Der Bluttest verrät die Innenzeit der Körperzellen. Das kann u. a. für maßgeschneiderte Chronotherapien von großem Nutzen sein, um etwa die Effektivität einer bestimmten Behandlung zu erhöhen und Nebenwirkungen zu reduzieren. Nur eine einzige Blutprobe ist dazu erforderlich. Bestimmt wird die Aktivität von etwa einem Dutzend Gene – darunter auch die Clockgene. „In einer morgens entnommenen Blutprobe erwarten wir im Labor entsprechend morgenaktive Gene“, erklärt Kramer. „Messe ich in dieser Morgenprobe aber z. B. hoch aktive Mitternachts- und kaum Morgengene, ist es für diesen Menschen innerlich praktisch noch Nacht. Auch seine Körperfunktionen laufen folglich noch im Nachtmodus.“ Erkenntnisse über die explizite Innenzeit können Hinweise darauf geben, wie die Einnahme bestimmter Medikamente tageszeitabhängig anzupassen ist. Bei beispielsweise Bluthochdruck, Fettstoffwechselstörungen, Rheuma oder Krebsleiden kann eine solche Chronotherapie sinnvoll sein und die Behandlungsergebnisse verbessern, ist der Forscher überzeugt. Wenn du mehr über die Möglichkeiten einer individuell passgenauen chronobiologischen Therapie wissen willst, sprich bitte deine Ärzt*innen darauf an.
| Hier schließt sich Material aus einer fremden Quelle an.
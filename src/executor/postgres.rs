//! PostgreSQL executor backed by sqlx

use std::collections::HashMap;
use std::time::Duration;

use async_trait::async_trait;
use chrono::{DateTime, NaiveDate, NaiveDateTime, NaiveTime, Utc};
use sqlx::postgres::{PgArguments, PgPool, PgPoolOptions, PgRow};
use sqlx::query::Query;
use sqlx::{Column, Postgres, Row as _, TypeInfo};

use super::{QueryExecutor, Row, SqlValue};
use crate::config::Settings;
use crate::error::{VaultError, VaultResult};

type PgQuery<'q> = Query<'q, Postgres, PgArguments>;

/// Executes queries on PostgreSQL, one pool per logical database
pub struct PgExecutor {
    pools: HashMap<String, PgPool>,
}

impl PgExecutor {
    /// Build lazily connected pools for every endpoint that has a URL
    ///
    /// No connection is opened until the first query.
    pub fn from_settings(settings: &Settings) -> VaultResult<Self> {
        let mut pools = HashMap::new();

        for endpoint in settings.endpoints() {
            let Some(url) = endpoint.url.as_deref() else {
                tracing::debug!(database = %endpoint.name, "No connection URL configured");
                continue;
            };

            let pool = PgPoolOptions::new()
                .max_connections(4)
                .acquire_timeout(Duration::from_secs(30))
                .connect_lazy(url)
                .map_err(|e| {
                    VaultError::Config(format!(
                        "Invalid connection URL for database '{}': {}",
                        endpoint.name, e
                    ))
                })?;
            pools.insert(endpoint.name.clone(), pool);
        }

        Ok(Self { pools })
    }

    /// Use existing pools keyed by logical database name
    pub fn with_pools(pools: HashMap<String, PgPool>) -> Self {
        Self { pools }
    }

    fn pool(&self, database: &str) -> VaultResult<&PgPool> {
        self.pools.get(database).ok_or_else(|| {
            VaultError::Config(format!(
                "No connection configured for database '{}'",
                database
            ))
        })
    }
}

#[async_trait]
impl QueryExecutor for PgExecutor {
    async fn query(
        &self,
        database: &str,
        sql: &str,
        params: &[SqlValue],
    ) -> VaultResult<Vec<Row>> {
        let pool = self.pool(database)?;

        let query = params
            .iter()
            .fold(sqlx::query(sql), |query, param| bind_param(query, param));

        let rows = query.fetch_all(pool).await?;
        rows.iter().map(decode_row).collect()
    }
}

fn bind_param<'q>(query: PgQuery<'q>, value: &SqlValue) -> PgQuery<'q> {
    match value {
        SqlValue::Null => query.bind(None::<String>),
        SqlValue::Bool(b) => query.bind(*b),
        SqlValue::Int(i) => query.bind(*i),
        SqlValue::Float(f) => query.bind(*f),
        SqlValue::Numeric(s) | SqlValue::Text(s) => query.bind(s.clone()),
        SqlValue::Timestamp(t) => query.bind(*t),
        SqlValue::LocalTimestamp(t) => query.bind(*t),
        SqlValue::Date(d) => query.bind(*d),
        SqlValue::Time(t) => query.bind(*t),
        SqlValue::Json(v) => query.bind(v.clone()),
        SqlValue::Bytes(b) => query.bind(b.clone()),
    }
}

fn decode_row(row: &PgRow) -> VaultResult<Row> {
    let mut columns = Vec::with_capacity(row.len());

    for column in row.columns() {
        let type_name = column.type_info().name().to_ascii_uppercase();
        let value = decode_value(row, column.ordinal(), &type_name).map_err(|e| {
            VaultError::Query(format!(
                "Failed to decode column '{}' ({}): {}",
                column.name(),
                type_name,
                e
            ))
        })?;
        columns.push((column.name().to_string(), value));
    }

    Ok(Row::new(columns))
}

fn decode_value(row: &PgRow, index: usize, type_name: &str) -> Result<SqlValue, sqlx::Error> {
    let value = match type_name {
        "BOOL" => row.try_get::<Option<bool>, _>(index)?.map(SqlValue::Bool),
        "INT2" => row
            .try_get::<Option<i16>, _>(index)?
            .map(|v| SqlValue::Int(v.into())),
        "INT4" => row
            .try_get::<Option<i32>, _>(index)?
            .map(|v| SqlValue::Int(v.into())),
        "INT8" => row.try_get::<Option<i64>, _>(index)?.map(SqlValue::Int),
        "FLOAT4" => row
            .try_get::<Option<f32>, _>(index)?
            .map(|v| SqlValue::Float(v.into())),
        "FLOAT8" => row.try_get::<Option<f64>, _>(index)?.map(SqlValue::Float),
        "NUMERIC" => row
            .try_get::<Option<sqlx::types::Decimal>, _>(index)?
            .map(|v| SqlValue::Numeric(v.to_string())),
        "TEXT" | "VARCHAR" | "BPCHAR" | "CHAR" | "NAME" => {
            row.try_get::<Option<String>, _>(index)?.map(SqlValue::Text)
        }
        "UUID" => row
            .try_get::<Option<sqlx::types::Uuid>, _>(index)?
            .map(|v| SqlValue::Text(v.to_string())),
        "TIMESTAMPTZ" => row
            .try_get::<Option<DateTime<Utc>>, _>(index)?
            .map(SqlValue::Timestamp),
        "TIMESTAMP" => row
            .try_get::<Option<NaiveDateTime>, _>(index)?
            .map(SqlValue::LocalTimestamp),
        "DATE" => row
            .try_get::<Option<NaiveDate>, _>(index)?
            .map(SqlValue::Date),
        "TIME" => row
            .try_get::<Option<NaiveTime>, _>(index)?
            .map(SqlValue::Time),
        "JSON" | "JSONB" => row
            .try_get::<Option<serde_json::Value>, _>(index)?
            .map(SqlValue::Json),
        "BYTEA" => row
            .try_get::<Option<Vec<u8>>, _>(index)?
            .map(SqlValue::Bytes),
        other => {
            return Err(sqlx::Error::Decode(
                format!("unsupported column type {}", other).into(),
            ))
        }
    };

    Ok(value.unwrap_or(SqlValue::Null))
}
Zeitlichkeit des Lebens: Definition Chronobiologie
Unser biologisches Programm sieht vor, dass wir tagsüber Leistung erbringen, die Nacht ist die Zeit für tiefgreifende Erholung. Nichtsdestotrotz unterscheiden wir uns in unserer Tagesfitness individuell deutlich voneinander. Seit etwa Mitte des 20. Jahrhunderts betrachtet die Chronobiologie (chronos, gr. = Zeit) Veränderungen des menschlichen Organismus in Zusammenhang mit zeitlich wiederkehrenden Abläufen. Besonders die Verhaltensforschung war zunächst an chronobiologischen Fragestellungen interessiert, inzwischen erkunden aber auch Fachleute der Endokrinologie (Erforschung der Hormone), der Immunologie (Erforschung der körperlichen Abwehr von Krankheitserregern), der Molekularbiologie (Erforschung des Lebens auf der kleinstmöglichen Ebene), der Neurowissenschaft (Erforschung des Nervensystems) sowie der Genetik diese noch junge wissenschaftliche Disziplin, denn sie ist richtungsweisend für ein gesundes, dynamisches Leben.